According to a recent meta-analysis, the global aggregated estimate of COVID-19 infection fatality rate was 0.68% (0.53–0.82%) [31]. Furthermore, claims circulating on social media stating the CDC reported that the coronavirus has a high survival rate of 99.997%, 99.98%, 99.5%, and 94.6% for the age groups of 0–19, 20–49, 50–60, and 70 years old and above; this has perhaps undermined the public perception of the severity of COVID-19. This is especially misleading if the mortality is calculated simply over the total number of cases ignoring the high mortality rates among those that are vulnerable, such as the elderly and those with co-morbidities. The public should be enlightened that measuring the impact of COVID-19 goes beyond mortality statistics [32]. The severe effects of SARS-CoV-2 infection should not be underestimated although the survival rate is high among those who are otherwise healthy and receive sufficient medical care. On the other hand, the long-term health consequences of SARS-CoV-2 infection remain unknown. Significant pulmonary sequelae such as persistent respiratory symptoms and lung abnormalities have been evidenced months after infection with SARS-CoV-2 [33][34][35] Evidence of post-recovery negative effects in younger patients implies that the potential long-term effects of COVID-19 should be a concern, even for children [36].

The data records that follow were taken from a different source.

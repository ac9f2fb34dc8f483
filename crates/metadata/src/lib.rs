//! Metadata store abstraction and implementations for Stowage.
//!
//! Two tables back the upload protocol:
//! - `idempotency_records`: one row per (owner, idempotency key), carrying
//!   the record lifecycle and the stored response of a completed upload
//! - `files`: one row per stored object
//!
//! SQLite serves tests and single-node deployments; PostgreSQL is the
//! production backend. Both enforce the unique (owner, key) index that
//! decides concurrent first requests.

pub mod error;
pub mod models;
pub mod postgres;
pub mod repos;
pub mod store;

pub use error::{MetadataError, MetadataResult};
pub use models::{FileRow, IdempotencyRecordRow, NewFileRow};
pub use postgres::PostgresStore;
pub use repos::{FileRepo, IdempotencyRepo};
pub use store::{MetadataStore, SqliteStore};

use std::sync::Arc;
use stowage_core::config::MetadataConfig;

/// Create a metadata store from configuration.
pub async fn from_config(config: &MetadataConfig) -> MetadataResult<Arc<dyn MetadataStore>> {
    match config {
        MetadataConfig::Sqlite { path } => {
            let store = SqliteStore::new(path).await?;
            Ok(Arc::new(store) as Arc<dyn MetadataStore>)
        }
        MetadataConfig::Postgres {
            url,
            host,
            port,
            username,
            password,
            database,
            ssl_mode,
            max_connections,
            statement_timeout_ms,
        } => {
            let store = if let Some(url) = url {
                tracing::info!("Connecting to PostgreSQL using connection URL");
                PostgresStore::from_url(url, *max_connections, *statement_timeout_ms).await?
            } else if let (Some(host), Some(database)) = (host.as_ref(), database.as_ref()) {
                PostgresStore::from_params(
                    host,
                    port.unwrap_or(5432),
                    username.as_deref(),
                    password.as_deref(),
                    database,
                    *ssl_mode,
                    *max_connections,
                    *statement_timeout_ms,
                )
                .await?
            } else {
                return Err(MetadataError::Config(
                    "postgres config requires either 'url' or 'host' + 'database'".to_string(),
                ));
            };
            Ok(Arc::new(store) as Arc<dyn MetadataStore>)
        }
    }
}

The public should also be made aware that no vaccine confers 100% protection against SARS-CoV-2. A recent study reported that the COVID-19 vaccine has to have an efficacy of at least 70% to 80% to end the pandemic [37]. Lastly, as trustworthy information is warranted, providing research-based evidence of vaccine effectiveness would greatly improve COVID-19 vaccine confidence and reduce controversies. Findings of the COVID-19 vaccine clinical trials should be published in order to cease the widespread concerns about the safety and effectiveness of the vaccine. Concerted efforts of the pharmaceutical industries and health authorities on local, national, and international levels are needed for improving or restoring vaccine confidence [38].